### Exercise
Please output only the lines that run from the line containing "fn to() -> RelationDef" through the end of the material below, exactly.

### Available data
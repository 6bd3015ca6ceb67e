//! Shared access entity: a directed owner-to-grantee gallery grant.

use sea_orm::entity::prelude::*;
use serde::{Deserialize, Serialize};

#[derive(Clone, Debug, PartialEq, Eq, DeriveEntityModel, Serialize, Deserialize)]
#[sea_orm(table_name = "shared_access")]
pub struct Model {
    #[sea_orm(primary_key, auto_increment = false)]
    pub id: String,

    /// Gallery owner granting access.
    pub owner_id: String,

    /// User receiving delegated access.
    pub grantee_id: String,

    /// Display name used for the grantee's uploads and comments,
    /// e.g. "Mom".
    pub alias: String,

    /// May the grantee upload into the owner's gallery?
    #[sea_orm(default_value = true)]
    pub can_upload: bool,

    /// May the grantee comment on the owner's media?
    #[sea_orm(default_value = true)]
    pub can_comment: bool,

    pub created_at: DateTimeWithTimeZone,
}

#[derive(Copy, Clone, Debug, EnumIter, DeriveRelation)]
pub enum Relation {
    #[sea_orm(
        belongs_to = "super::user::Entity",
        from = "Column::OwnerId",
        to = "super::user::Column::Id",
        on_delete = "Cascade"
    )]
    Owner,

    #[sea_orm(
        belongs_to = "super::user::Entity",
        from = "Column::GranteeId",
        to = "super::user::Column::Id",
        on_delete = "Cascade"
    )]
    Grantee,
}

impl Related<super::user::Entity> for Entity {
    fn to() -> RelationDef {
        Relation::Owner.def()
    }
}

impl ActiveModelBehavior for ActiveModel {}
//! Database entities.

pub mod shared_access;
pub mod user;

pub use shared_access::Entity as SharedAccess;
pub use user::Entity as User;
//! API endpoints.

mod albums;
mod auth;
mod comments;
mod gallery;
mod media;
mod share;
mod tags;

use axum::Router;

use crate::middleware::AppState;

/// Create the API router.
pub fn router() -> Router<AppState> {
    Router::new()
        .nest("/auth", auth::router())
        .merge(gallery::router())
        .merge(media::router())
        .merge(tags::router())
        .merge(albums::router())
        .merge(comments::router())
        .merge(share::router())
}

### Result
    fn to() -> RelationDef {
        Relation::Owner.def()
    }
}

impl ActiveModelBehavior for ActiveModel {}
//! Database entities.

pub mod shared_access;
pub mod user;

pub use shared_access::Entity as SharedAccess;
pub use user::Entity as User;
//! API endpoints.

mod albums;
mod auth;
mod comments;
mod gallery;
mod media;
mod share;
mod tags;

use axum::Router;

use crate::middleware::AppState;

/// Create the API router.
pub fn router() -> Router<AppState> {
    Router::new()
        .nest("/auth", auth::router())
        .merge(gallery::router())
        .merge(media::router())
        .merge(tags::router())
        .merge(albums::router())
        .merge(comments::router())
        .merge(share::router())
}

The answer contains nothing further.